**Exercise directions**
Working from the entries below, tally each line that holds "only". Give the tally and nothing else.

**Source material**
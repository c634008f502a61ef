//! Deterministic simulation module
//!
//! All gameplay logic lives here. This module must stay pure and testable:
//! - Fixed timestep only
//! - Seeded RNG only
//! - No rendering or platform dependencies

pub mod collision;
pub mod state;
pub mod tick;

pub use state::{
    Ball, Brick, BrickStatus, GameMode, GameState, Overlay, Paddle, Playfield, PowerUp,
    PowerUpKind, Rocket, Shield,
};
pub use tick::{Game, create_bricks};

**Written response**
2